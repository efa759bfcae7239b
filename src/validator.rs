//! The validation engine.
//!
//! A [`Validator`] walks a schema tree depth-first alongside the value
//! tree, evaluating every rule set at the path it addresses. Each subtree
//! yields its own [`ErrorMap`] and parents combine them, so no accumulator
//! is shared across the walk.

use rayon::prelude::*;
use serde_json::Value;
use stillwater::prelude::*;

use crate::error::{ErrorEntry, ErrorMap, ValidateError};
use crate::path::{self, FieldPath};
use crate::registry::RuleRegistry;
use crate::rule::{evaluate, EvalContext};
use crate::schema::{NodeKind, RuleSet, SchemaLike};
use crate::validation::ValidationContext;
use crate::ValidationResult;

/// A configured validation engine.
///
/// The default configuration uses a registry holding the built-in rules;
/// [`validate`] and [`validate_with_context`] are shorthands for it.
///
/// # Example
///
/// ```rust
/// use formcheck::{RuleError, RuleRegistry, RuleValue, Schema, Validator};
/// use serde_json::{json, Value};
///
/// let registry = RuleRegistry::new();
/// registry
///     .register("even", |value: Option<&Value>, _: &RuleValue| -> Result<bool, RuleError> {
///         Ok(value.and_then(Value::as_i64).is_some_and(|n| n % 2 == 0))
///     })
///     .unwrap();
///
/// let validator = Validator::new().with_registry(registry);
/// let schema = Schema::object().field("seats", Schema::rules().rule("even", true));
///
/// let errors = validator.validate(&json!({"seats": 3}), &schema).unwrap();
/// assert!(errors.get("seats").unwrap().failed("even"));
/// ```
#[derive(Clone, Default)]
pub struct Validator {
    registry: RuleRegistry,
}

impl Validator {
    /// Creates a validator backed by the built-in rules.
    pub fn new() -> Self {
        Self::default()
    }

    /// Uses `registry` to resolve rule names.
    pub fn with_registry(mut self, registry: RuleRegistry) -> Self {
        self.registry = registry;
        self
    }

    /// Returns the registry rule names are resolved against.
    pub fn registry(&self) -> &RuleRegistry {
        &self.registry
    }

    /// Validates `value` against `schema` with empty props.
    pub fn validate<S>(&self, value: &Value, schema: &S) -> Result<ErrorMap, ValidateError>
    where
        S: SchemaLike + ?Sized,
    {
        self.validate_with_context(value, schema, &ValidationContext::new())
    }

    /// Validates `value` against `schema`, handing `cx.props()` to dynamic
    /// rule configs.
    ///
    /// Returns the flat map of failing paths. A `ValidateError` means the
    /// schema itself is broken and no map could be produced.
    pub fn validate_with_context<S>(
        &self,
        value: &Value,
        schema: &S,
        cx: &ValidationContext,
    ) -> Result<ErrorMap, ValidateError>
    where
        S: SchemaLike + ?Sized,
    {
        tracing::debug!("validation started");
        let walk = Walk {
            cx: EvalContext {
                registry: &self.registry,
                props: cx.props(),
                tree: value,
            },
        };
        let result = walk.node(schema.classify(), &FieldPath::root());
        match &result {
            Ok(errors) => tracing::debug!(failed_paths = errors.len(), "validation finished"),
            Err(err) => tracing::debug!(error = %err, "validation aborted"),
        }
        result
    }

    /// Validates independent value trees against one schema in parallel.
    ///
    /// Results are returned in input order; one tree's fatal error does
    /// not affect the others.
    pub fn validate_many<S>(
        &self,
        values: &[Value],
        schema: &S,
        cx: &ValidationContext,
    ) -> Vec<ValidationResult>
    where
        S: SchemaLike + ?Sized,
    {
        values
            .par_iter()
            .map(|value| self.validate_with_context(value, schema, cx))
            .collect()
    }
}

/// Validates `value` against `schema` using the built-in rules.
///
/// # Example
///
/// ```rust
/// use formcheck::{validate, Schema};
/// use serde_json::json;
///
/// let schema = Schema::object()
///     .field("first_name", Schema::rules().required().min_length(4).string())
///     .field("last_name", Schema::rules().required().min_length(4).string());
///
/// let errors = validate(&json!({"first_name": "Ivan"}), &schema).unwrap();
/// assert_eq!(errors.len(), 1);
/// assert!(errors.get("last_name").unwrap().failed("required"));
/// ```
pub fn validate<S>(value: &Value, schema: &S) -> Result<ErrorMap, ValidateError>
where
    S: SchemaLike + ?Sized,
{
    Validator::new().validate(value, schema)
}

/// Validates `value` against `schema` using the built-in rules and the
/// given context.
pub fn validate_with_context<S>(
    value: &Value,
    schema: &S,
    cx: &ValidationContext,
) -> Result<ErrorMap, ValidateError>
where
    S: SchemaLike + ?Sized,
{
    Validator::new().validate_with_context(value, schema, cx)
}

/// Error map keys are serialized paths, so a field name must survive
/// `FieldPath::parse(path.to_string())` to keep its own key.
fn check_field_name(name: &str, at: &FieldPath) -> Result<(), ValidateError> {
    if name.is_empty() || name.contains(['.', '[', ']']) {
        return Err(ValidateError::InvalidFieldName {
            name: name.to_string(),
            path: at.clone(),
        });
    }
    Ok(())
}

struct Walk<'a> {
    cx: EvalContext<'a>,
}

impl Walk<'_> {
    fn node(&self, node: NodeKind<'_>, at: &FieldPath) -> Result<ErrorMap, ValidateError> {
        match node {
            NodeKind::Rules(rules) => self.leaf(rules, at, false),
            NodeKind::Object(object) => {
                object.fields().try_fold(ErrorMap::new(), |acc, (name, child)| {
                    check_field_name(name, at)?;
                    let errors = self.node(child.classify(), &at.push_field(name.as_str()))?;
                    Ok(acc.combine(errors))
                })
            }
            NodeKind::Array(array) => {
                let root = self.leaf(array.options(), at, true)?;
                (0..self.element_count(at)).try_fold(root, |acc, i| {
                    let errors = self.leaf(array.items(), &at.push_index(i), false)?;
                    Ok(acc.combine(errors))
                })
            }
            NodeKind::Collection(collection) => {
                let root = self.leaf(collection.options(), at, true)?;
                let items = NodeKind::Object(collection.items());
                (0..self.element_count(at)).try_fold(root, |acc, i| {
                    let errors = self.node(items, &at.push_index(i))?;
                    Ok(acc.combine(errors))
                })
            }
        }
    }

    fn leaf(
        &self,
        rules: &RuleSet,
        at: &FieldPath,
        is_array: bool,
    ) -> Result<ErrorMap, ValidateError> {
        let value = path::get(self.cx.tree, at);
        let error = evaluate(rules, value, at, &self.cx)?;

        let mut errors = ErrorMap::new();
        if !error.is_empty() {
            errors.insert(ErrorEntry {
                path: at.clone(),
                error,
                schema: rules.clone(),
                is_array,
            });
        }
        Ok(errors)
    }

    /// Non-array values at a repeated node have no elements to visit.
    fn element_count(&self, at: &FieldPath) -> usize {
        match path::get(self.cx.tree, at) {
            Some(Value::Array(items)) => items.len(),
            _ => 0,
        }
    }
}

#[cfg(test)]
mod tests {
    use super::*;
    use crate::rule::{RuleError, RuleValue};
    use crate::schema::{array_of, collection_of, Schema};
    use serde_json::json;

    #[test]
    fn test_root_rule_set() {
        let errors = validate(&json!(""), &Schema::rules().required()).unwrap();
        assert_eq!(errors.len(), 1);
        assert!(errors.get("").unwrap().path.is_root());
    }

    #[test]
    fn test_nested_objects_build_dotted_paths() {
        let schema = Schema::object().field(
            "address",
            Schema::object().field("city", Schema::rules().required()),
        );
        let errors = validate(&json!({"address": {}}), &schema).unwrap();
        assert!(errors.contains("address.city"));

        // A missing intermediate object still reaches the leaf
        let errors = validate(&json!({}), &schema).unwrap();
        assert!(errors.contains("address.city"));
    }

    #[test]
    fn test_array_root_and_elements() {
        let schema = Schema::object().field(
            "tags",
            array_of(Schema::rules().min_length(4)).max_length(2),
        );
        let errors = validate(&json!({"tags": ["new", "news", "old"]}), &schema).unwrap();

        let root = errors.get("tags").unwrap();
        assert!(root.is_array);
        assert!(root.failed("maxLength"));
        assert!(!errors.get("tags[0]").unwrap().is_array);
        assert!(errors.contains("tags[2]"));
        assert!(!errors.contains("tags[1]"));
    }

    #[test]
    fn test_repeated_node_on_non_array_value() {
        let schema = Schema::object().field(
            "contacts",
            collection_of(Schema::object().field("name", Schema::rules().required())).required(),
        );
        let errors = validate(&json!({"contacts": "nope"}), &schema).unwrap();
        assert!(errors.is_empty());

        let errors = validate(&json!({"contacts": null}), &schema).unwrap();
        assert_eq!(errors.paths().collect::<Vec<_>>(), vec!["contacts"]);
    }

    #[test]
    fn test_fatal_error_aborts_the_call() {
        let schema = Schema::object()
            .field("a", Schema::rules().required())
            .field("b", Schema::rules().rule("noSuchRule", true));
        let err = validate(&json!({}), &schema).unwrap_err();
        assert!(matches!(err, ValidateError::UnknownRule { .. }));
        assert_eq!(err.path().to_string(), "b");
    }

    #[test]
    fn test_dotted_field_name_is_rejected() {
        let schema = Schema::object()
            .field("a", Schema::object().field("b", Schema::rules().required()))
            .field("a.b", Schema::rules().min_length(3));
        let err = validate(&json!({"a": {}, "a.b": "x"}), &schema).unwrap_err();

        match &err {
            ValidateError::InvalidFieldName { name, path } => {
                assert_eq!(name, "a.b");
                assert!(path.is_root());
            }
            other => panic!("unexpected error: {other}"),
        }
    }

    #[test]
    fn test_bracketed_and_empty_field_names_are_rejected() {
        let nested = Schema::object().field(
            "list",
            collection_of(Schema::object().field("x[0]", Schema::rules().required())),
        );
        let err = validate(&json!({"list": [{}]}), &nested).unwrap_err();
        assert!(matches!(err, ValidateError::InvalidFieldName { .. }));
        assert_eq!(err.path().to_string(), "list[0]");

        let empty = Schema::object().field("", Schema::rules().required());
        assert!(matches!(
            validate(&json!({}), &empty),
            Err(ValidateError::InvalidFieldName { .. })
        ));
    }

    #[test]
    fn test_custom_registry_replaces_builtins() {
        let registry = RuleRegistry::new();
        registry.replace(
            "required",
            |_: Option<&Value>, _: &RuleValue| -> Result<bool, RuleError> { Ok(true) },
        );
        let validator = Validator::new().with_registry(registry);
        let schema = Schema::object().field("a", Schema::rules().required());
        assert!(validator.validate(&json!({}), &schema).unwrap().is_empty());
        assert!(!validate(&json!({}), &schema).unwrap().is_empty());
    }

    #[test]
    fn test_validate_many_keeps_input_order() {
        let schema = Schema::object().field("n", Schema::rules().min(10));
        let values: Vec<Value> = (0..20).map(|n| json!({"n": n})).collect();
        let results = Validator::new().validate_many(&values, &schema, &ValidationContext::new());

        assert_eq!(results.len(), 20);
        for (n, result) in results.iter().enumerate() {
            let errors = result.as_ref().unwrap();
            assert_eq!(errors.is_empty(), n >= 10);
        }
    }
}
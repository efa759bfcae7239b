//! # Formcheck
//!
//! Validation of nested form data against a declarative schema tree,
//! producing a flat map of errors keyed by path.
//!
//! ## Overview
//!
//! A schema mirrors the shape of the data it validates. Leaves are rule
//! sets (`required`, `minLength`, ...), branches are objects, and arrays are
//! described with [`array_of`] (scalars) or [`collection_of`] (objects).
//! Validation walks the schema depth-first and records, for every path
//! where at least one rule failed, which rules failed and with what
//! config. Every failure is collected; nothing short-circuits.
//!
//! Rule configs may be computed at validation time from the caller's
//! props, the value under test and the whole value tree, which is how
//! conditional requiredness is expressed.
//!
//! ## Core Types
//!
//! - [`FieldPath`]: a path into nested values (e.g. `contacts[0].name`)
//! - [`Schema`]: entry point for creating schema nodes
//! - [`ErrorMap`]: the flat result, one [`ErrorEntry`] per failing path
//! - [`RuleRegistry`]: the named rules a schema can reference
//! - [`format_errors`]: turns an error map into a nested, form-facing tree
//!
//! ## Example
//!
//! ```rust
//! use formcheck::{array_of, validate, Schema};
//! use serde_json::json;
//!
//! let schema = Schema::object()
//!     .field("first_name", Schema::rules().required().min_length(4).string())
//!     .field("last_name", Schema::rules().required().min_length(4).string())
//!     .field("birth_date", Schema::rules().required().max_date("2016-03-23"))
//!     .field("tags", array_of(Schema::rules().required().min_length(4)));
//!
//! let values = json!({
//!     "first_name": "Ivan",
//!     "birth_date": "2017-03-23",
//!     "tags": ["new", "news"]
//! });
//!
//! let errors = validate(&values, &schema).unwrap();
//! assert_eq!(errors.len(), 3);
//! assert!(errors.get("birth_date").unwrap().failed("maxDate"));
//! assert!(errors.contains("tags[0]"));
//! assert!(!errors.contains("first_name"));
//! ```

pub mod error;
pub mod format;
pub mod path;
pub mod registry;
pub mod rule;
pub mod schema;
pub mod validation;
pub mod validator;

pub use error::{ErrorEntry, ErrorMap, ValidateError};
pub use format::{format_errors, FormValidator, FormatOptions};
pub use path::{FieldPath, PathError, PathSegment};
pub use registry::{RegistryError, RuleRegistry};
pub use rule::{DynamicRule, Rule, RuleConfig, RuleError, RuleValue};
pub use schema::{
    array_of, collection_of, ArrayOf, CollectionOf, NodeKind, ObjectSchema, RuleSet, Schema,
    SchemaLike, SchemaNode,
};
pub use validation::ValidationContext;
pub use validator::{validate, validate_with_context, Validator};

/// Type alias for the outcome of one validation call.
pub type ValidationResult = Result<ErrorMap, ValidateError>;
//! Repeated-structure schema composers.
//!
//! This module provides [`array_of`] and [`collection_of`], which tag a
//! schema fragment as applying to every element of an array. Both carry
//! root options: a [`RuleSet`] applied to the array value itself, whose
//! failures are reported at the array's own path.

use super::{ObjectSchema, RuleSet};

/// An array whose elements are scalars checked against one rule set.
///
/// # Example
///
/// ```rust
/// use formcheck::{array_of, validate, Schema};
/// use serde_json::json;
///
/// let schema = Schema::object()
///     .field("tags", array_of(Schema::rules().required().min_length(4)).min_length(1));
///
/// let errors = validate(&json!({"tags": ["new", "news"]}), &schema).unwrap();
/// assert!(errors.contains("tags[0]"));
///
/// let errors = validate(&json!({"tags": []}), &schema).unwrap();
/// assert!(errors.get("tags").unwrap().is_array);
/// ```
#[derive(Debug, Clone, PartialEq)]
pub struct ArrayOf {
    items: RuleSet,
    options: RuleSet,
}

impl ArrayOf {
    pub fn new(items: RuleSet) -> Self {
        Self {
            items,
            options: RuleSet::new(),
        }
    }

    /// Replaces the root options applied to the array as a whole.
    pub fn with_options(mut self, options: RuleSet) -> Self {
        self.options = options;
        self
    }

    /// The array itself must be present and not `null`.
    pub fn required(mut self) -> Self {
        self.options = self.options.required();
        self
    }

    pub fn min_length(mut self, min: usize) -> Self {
        self.options = self.options.min_length(min);
        self
    }

    pub fn max_length(mut self, max: usize) -> Self {
        self.options = self.options.max_length(max);
        self
    }

    /// The rules applied to each element.
    pub fn items(&self) -> &RuleSet {
        &self.items
    }

    /// The rules applied to the array value.
    pub fn options(&self) -> &RuleSet {
        &self.options
    }
}

/// An array whose elements are objects checked against one object schema.
///
/// # Example
///
/// ```rust
/// use formcheck::{collection_of, validate, Schema};
/// use serde_json::json;
///
/// let contact = Schema::object().field("second_name", Schema::rules().min_length(4));
/// let schema = Schema::object().field("contacts", collection_of(contact));
///
/// let errors = validate(&json!({"contacts": [{}, {"second_name": "Pe"}]}), &schema).unwrap();
/// assert!(errors.contains("contacts[0].second_name"));
/// assert!(errors.contains("contacts[1].second_name"));
/// ```
#[derive(Debug, Clone, PartialEq)]
pub struct CollectionOf {
    items: ObjectSchema,
    options: RuleSet,
}

impl CollectionOf {
    pub fn new(items: ObjectSchema) -> Self {
        Self {
            items,
            options: RuleSet::new(),
        }
    }

    /// Replaces the root options applied to the array as a whole.
    pub fn with_options(mut self, options: RuleSet) -> Self {
        self.options = options;
        self
    }

    pub fn required(mut self) -> Self {
        self.options = self.options.required();
        self
    }

    pub fn min_length(mut self, min: usize) -> Self {
        self.options = self.options.min_length(min);
        self
    }

    pub fn max_length(mut self, max: usize) -> Self {
        self.options = self.options.max_length(max);
        self
    }

    /// The schema applied to each element.
    pub fn items(&self) -> &ObjectSchema {
        &self.items
    }

    /// The rules applied to the array value.
    pub fn options(&self) -> &RuleSet {
        &self.options
    }
}

/// Tags a rule set as applying to each element of an array.
pub fn array_of(items: RuleSet) -> ArrayOf {
    ArrayOf::new(items)
}

/// Tags an object schema as applying to each element of an array.
pub fn collection_of(items: ObjectSchema) -> CollectionOf {
    CollectionOf::new(items)
}
//! Integration tests for FieldPath and path lookup.

use formcheck::{path, FieldPath, PathError, PathSegment};
use serde_json::json;

#[test]
fn test_path_construction_and_display() {
    // Root path
    assert_eq!(FieldPath::root().to_string(), "");

    assert_eq!(FieldPath::root().push_field("name").to_string(), "name");
    assert_eq!(FieldPath::root().push_index(0).to_string(), "[0]");

    let path = FieldPath::root()
        .push_field("contacts")
        .push_index(0)
        .push_field("address")
        .push_field("city");
    assert_eq!(path.to_string(), "contacts[0].address.city");
}

#[test]
fn test_parse_round_trip() {
    for input in ["", "name", "[0]", "tags[2]", "contacts[0].address.city", "a[1][2].b"] {
        let parsed: FieldPath = input.parse().unwrap();
        assert_eq!(parsed.to_string(), input);
    }
}

#[test]
fn test_parse_errors() {
    assert!(matches!(
        FieldPath::parse("tags[0"),
        Err(PathError::UnclosedBracket { .. })
    ));
    assert!(matches!(
        FieldPath::parse("tags[x]"),
        Err(PathError::InvalidIndex { .. })
    ));
    assert!(matches!(
        FieldPath::parse("a..b"),
        Err(PathError::EmptySegment { .. })
    ));
}

#[test]
fn test_segments_preserved() {
    let path = FieldPath::parse("data[42].value").unwrap();
    let segments: Vec<_> = path.segments().cloned().collect();
    assert_eq!(
        segments,
        vec![
            PathSegment::Field("data".to_string()),
            PathSegment::Index(42),
            PathSegment::Field("value".to_string()),
        ]
    );
    assert_eq!(path.parent().unwrap().to_string(), "data[42]");
}

#[test]
fn test_get_through_nested_values() {
    let tree = json!({
        "contacts": [
            {"name": "Ann", "phones": ["555-1234"]},
            {"name": "Bob"}
        ]
    });

    let first_phone = FieldPath::parse("contacts[0].phones[0]").unwrap();
    assert_eq!(path::get(&tree, &first_phone), Some(&json!("555-1234")));

    let missing = FieldPath::parse("contacts[1].phones[0]").unwrap();
    assert_eq!(path::get(&tree, &missing), None);

    let out_of_range = FieldPath::parse("contacts[5].name").unwrap();
    assert_eq!(path::get(&tree, &out_of_range), None);

    assert_eq!(path::get(&tree, &FieldPath::root()), Some(&tree));
}

#[test]
fn test_set_creates_intermediates() {
    let mut tree = json!({});
    path::set(&mut tree, &FieldPath::parse("contacts[1].name").unwrap(), json!("Bob"));
    assert_eq!(tree, json!({"contacts": [null, {"name": "Bob"}]}));

    path::set(&mut tree, &FieldPath::parse("contacts._error").unwrap(), json!("too few"));
    assert_eq!(
        tree,
        json!({"contacts": {"0": null, "1": {"name": "Bob"}, "_error": "too few"}})
    );
}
___
WHAT TO PRODUCE: For this exercise, output exactly the lines above from the line with "let values: Vec<Value>" to the line with "which is how", counting both, and leave out the rest.

TASK RESULT:
        let values: Vec<Value> = (0..20).map(|n| json!({"n": n})).collect();
        let results = Validator::new().validate_many(&values, &schema, &ValidationContext::new());

        assert_eq!(results.len(), 20);
        for (n, result) in results.iter().enumerate() {
            let errors = result.as_ref().unwrap();
            assert_eq!(errors.is_empty(), n >= 10);
        }
    }
}
repository efa759bfcae7239b
//! # Formcheck
//!
//! Validation of nested form data against a declarative schema tree,
//! producing a flat map of errors keyed by path.
//!
//! ## Overview
//!
//! A schema mirrors the shape of the data it validates. Leaves are rule
//! sets (`required`, `minLength`, ...), branches are objects, and arrays are
//! described with [`array_of`] (scalars) or [`collection_of`] (objects).
//! Validation walks the schema depth-first and records, for every path
//! where at least one rule failed, which rules failed and with what
//! config. Every failure is collected; nothing short-circuits.
//!
//! Rule configs may be computed at validation time from the caller's
//! props, the value under test and the whole value tree, which is how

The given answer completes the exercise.